* EXERCISE GOAL: From the entries below, list each line with "DateTime".

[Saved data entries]
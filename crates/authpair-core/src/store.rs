//! Credential store abstraction
//!
//! The store exclusively owns user and refresh-token records. Uniqueness of
//! emails and token strings is enforced here, not by callers.

use async_trait::async_trait;
use chrono::{DateTime, Utc};
use std::sync::Arc;
use uuid::Uuid;

use crate::config::{DatabaseConfig, StoreBackend};
use crate::memory::InMemoryCredentialStore;
use crate::models::{NewUser, RefreshTokenRecord, User};
use crate::postgres::PgCredentialStore;
use crate::Result;

/// Persistence operations for users and refresh tokens
#[async_trait]
pub trait CredentialStore: Send + Sync {
    /// Insert a user if the email is not taken.
    ///
    /// Fails with `CoreError::Conflict` when the normalized email already exists.
    async fn insert_user(&self, user: NewUser) -> Result<User>;

    /// Find a user by email (normalized before lookup)
    async fn find_user_by_email(&self, email: &str) -> Result<Option<User>>;

    /// Find a user by id
    async fn find_user_by_id(&self, id: Uuid) -> Result<Option<User>>;

    /// Persist an issued refresh token.
    ///
    /// Fails with `CoreError::Conflict` if the token string is already stored.
    async fn insert_refresh_token(&self, record: RefreshTokenRecord) -> Result<()>;

    /// Look up a refresh token record by its token string
    async fn find_refresh_token(&self, token: &str) -> Result<Option<RefreshTokenRecord>>;

    /// Delete every record matching the token string, returning how many were removed
    async fn delete_refresh_token(&self, token: &str) -> Result<u64>;

    /// Delete records whose expiry is before `now`
    async fn delete_expired_refresh_tokens(&self, now: DateTime<Utc>) -> Result<u64>;

    /// Check that the backing storage is reachable
    async fn health_check(&self) -> Result<()>;
}

/// Build the configured credential store
pub async fn connect_store(config: &DatabaseConfig) -> Result<Arc<dyn CredentialStore>> {
    match config.backend {
        StoreBackend::Memory => {
            tracing::info!("Using in-memory credential store");
            Ok(Arc::new(InMemoryCredentialStore::new()))
        }
        StoreBackend::Postgres => {
            let store = PgCredentialStore::connect(&config.postgres_url, config.pool_size).await?;
            store.migrate().await?;
            tracing::info!("Using PostgreSQL credential store");
            Ok(Arc::new(store))
        }
    }
}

* RESPONSE TO THIS TASK:
use chrono::{DateTime, Utc};
    async fn delete_expired_refresh_tokens(&self, now: DateTime<Utc>) -> Result<u64>;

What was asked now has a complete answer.